What would she have thought if she knew that to our minds neither the washing in cold water nor the peeling made them safe to eat? I glanced at my sister, who was usually very particular about seeing that all raw fruits and vegetables were scalded before eating, and was astonished to find that she was placidly and unconcernedly munching her cucumber. She and Mrs. Wong were already striking up a lively conversation about something else. I followed her example, and found the cucumber very refreshing.

"How can you be so particular about scalding things at home, and then go out to the country and eat unscalded cucumbers?" I asked, as we were wending our way home.

"Oh, we couldn't possibly offend Mrs. Wong by refusing to eat what she had to offer us!" was my sister's reply. "We certainly ought to be as particular as we can when we are in our own home; but when we are guests, and it's a question of offending someone—well, I think the Lord looks after those cases!"

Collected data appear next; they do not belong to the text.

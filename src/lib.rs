//! Customer API: CRUD over a single customer table in a SQLite file, with OpenAPI docs.

pub mod error;
pub mod extractors;
pub mod handlers;
pub mod model;
pub mod openapi;
pub mod repository;
pub mod routes;
pub mod settings;
pub mod state;
pub mod store;
pub mod validation;

pub use error::{AppError, ConfigError};
pub use model::{project, Customer, CustomerInput, CustomerView};
pub use repository::{CustomerRepository, CustomerStore, MemoryStore, SqliteStore};
pub use routes::app;
pub use settings::{Environment, Settings};
pub use state::AppState;
pub use store::{connect, ensure_database_exists, CUSTOMERS_DDL};
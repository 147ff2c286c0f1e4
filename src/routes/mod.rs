//! Router assembly.

mod common;
mod customers;
mod docs;

pub use common::{common_routes, ROOT_MESSAGE};
pub use customers::customer_routes;
pub use docs::{docs_routes, document_path, SWAGGER_PATH};

use crate::error::developer_diagnostics;
use crate::state::AppState;
use axum::{middleware, Router};
use tower_http::limit::RequestBodyLimitLayer;
use tower_http::trace::TraceLayer;

/// Full application router with body limit and request tracing.
pub fn app(state: AppState, max_body_bytes: usize) -> Router {
    let environment = state.environment;
    let mut router = Router::new()
        .merge(common_routes(state.clone()))
        .merge(customer_routes(state))
        .merge(docs_routes(environment));
    if environment.is_development() {
        router = router.layer(middleware::from_fn(developer_diagnostics));
    }
    router
        .layer(RequestBodyLimitLayer::new(max_body_bytes))
        .layer(TraceLayer::new_for_http())
}
//! In-process store. Sessions stage changes locally and apply them under one lock on `save`.

use super::{CustomerRepository, CustomerStore};
use crate::error::AppError;
use crate::model::{Customer, CustomerInput};
use async_trait::async_trait;
use std::collections::BTreeMap;
use std::sync::{Arc, Mutex, MutexGuard};

#[derive(Default)]
struct Tables {
    customers: BTreeMap<i64, Customer>,
    last_id: i64,
}

#[derive(Clone, Default)]
pub struct MemoryStore {
    tables: Arc<Mutex<Tables>>,
}

impl MemoryStore {
    pub fn new() -> Self {
        Self::default()
    }
}

fn lock(tables: &Mutex<Tables>) -> MutexGuard<'_, Tables> {
    tables.lock().unwrap_or_else(|poisoned| poisoned.into_inner())
}

#[async_trait]
impl CustomerStore for MemoryStore {
    async fn begin(&self) -> Result<Box<dyn CustomerRepository>, AppError> {
        Ok(Box::new(MemorySession {
            tables: Arc::clone(&self.tables),
            pending: Vec::new(),
        }))
    }

    async fn begin_write(&self) -> Result<Box<dyn CustomerRepository>, AppError> {
        self.begin().await
    }

    async fn ping(&self) -> Result<(), AppError> {
        Ok(())
    }
}

#[derive(Debug)]
enum Change {
    Upsert(Customer),
    Remove(i64),
}

pub struct MemorySession {
    tables: Arc<Mutex<Tables>>,
    pending: Vec<Change>,
}

impl MemorySession {
    /// Committed rows with this session's pending changes applied on top.
    fn view(&self) -> BTreeMap<i64, Customer> {
        let mut rows = lock(&self.tables).customers.clone();
        apply(&mut rows, &self.pending);
        rows
    }
}

fn apply<'a>(rows: &mut BTreeMap<i64, Customer>, changes: impl IntoIterator<Item = &'a Change>) {
    for change in changes {
        match change {
            Change::Upsert(c) => {
                rows.insert(c.id, c.clone());
            }
            Change::Remove(id) => {
                rows.remove(id);
            }
        }
    }
}

#[async_trait]
impl CustomerRepository for MemorySession {
    async fn list(&mut self) -> Result<Vec<Customer>, AppError> {
        Ok(self.view().into_values().collect())
    }

    async fn find(&mut self, id: i64) -> Result<Option<Customer>, AppError> {
        Ok(self.view().remove(&id))
    }

    async fn add(&mut self, input: CustomerInput) -> Result<Customer, AppError> {
        let id = {
            let mut tables = lock(&self.tables);
            tables.last_id += 1;
            tables.last_id
        };
        let customer = Customer::from_input(id, input);
        self.pending.push(Change::Upsert(customer.clone()));
        Ok(customer)
    }

    async fn replace(&mut self, customer: &Customer) -> Result<(), AppError> {
        if !self.view().contains_key(&customer.id) {
            return Err(AppError::NotFound(customer.id.to_string()));
        }
        self.pending.push(Change::Upsert(customer.clone()));
        Ok(())
    }

    async fn remove(&mut self, id: i64) -> Result<(), AppError> {
        if !self.view().contains_key(&id) {
            return Err(AppError::NotFound(id.to_string()));
        }
        self.pending.push(Change::Remove(id));
        Ok(())
    }

    async fn save(&mut self) -> Result<(), AppError> {
        let changes = std::mem::take(&mut self.pending);
        let mut tables = lock(&self.tables);
        apply(&mut tables.customers, &changes);
        Ok(())
    }
}
//! Customer CRUD routes. The secret-listing route exists only in development.

use crate::handlers::customers::{
    create_customer, delete_customer, get_customer, list_customers, list_customers_with_secrets,
    update_customer, CUSTOMERS_PATH, WITH_SECRETS_PATH,
};
use crate::state::AppState;
use axum::{routing::get, Router};

pub fn customer_routes(state: AppState) -> Router {
    let mut router = Router::new()
        .route(CUSTOMERS_PATH, get(list_customers).post(create_customer))
        .route("/customers/", get(list_customers).post(create_customer))
        .route(
            "/customers/:id",
            get(get_customer).put(update_customer).delete(delete_customer),
        );
    if state.environment.is_development() {
        tracing::warn!(path = WITH_SECRETS_PATH, "development environment: secret listing enabled");
        router = router.route(WITH_SECRETS_PATH, get(list_customers_with_secrets));
    }
    router.with_state(state)
}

Teacups! Beautiful Kingtechen china of the thousand-flower pattern, thin and exquisite; or perhaps just a rough earthenware cup, with the handle missing. Everywhere we went in China we found teacups. Everywhere we went the first thing we were offered was a cup of tea. Fragrant tea, bitter tea, hot tea, cold tea; tea served in hand-painted china, tea in an earthenware bowl—whatever the cup was, we lifted it to our lips and drank. What was the first thing we thought of as we tasted the tea? Whether it was pleasant or otherwise? The kindness of the one who offered it to us? Or the dangers that might lurk on the edge of that cup? For tea, even very hot tea, cannot be expected to sterilize the rim of the cup; and who knows who used it previously, or what dangerous disease he might have had? It had been washed, of course, or at least rinsed out, but—

"Don't the Chinese scald their dishes when they wash them?" you ask. Well, do you? "M-m-m, not always, but the danger is much less in America," you say. That may be true; but it is hard to realize the danger of infection in one's own home, wherever it may be; and even those who live under what we might call unhygienic conditions are no more conscious of the danger in their own homes than you are in yours. I used to think, sometimes, that the most dangerous thing we met with in China was just an ordinary teacup, and that the germs that lurked on its rim were more menacing than tigers or bandits. (Let me hastily add that in all my fifteen years in that country, and having partaken of tea from ten thousand teacups, more or less, in many places and in many homes, I am still quite alive, and in good health and spirits!)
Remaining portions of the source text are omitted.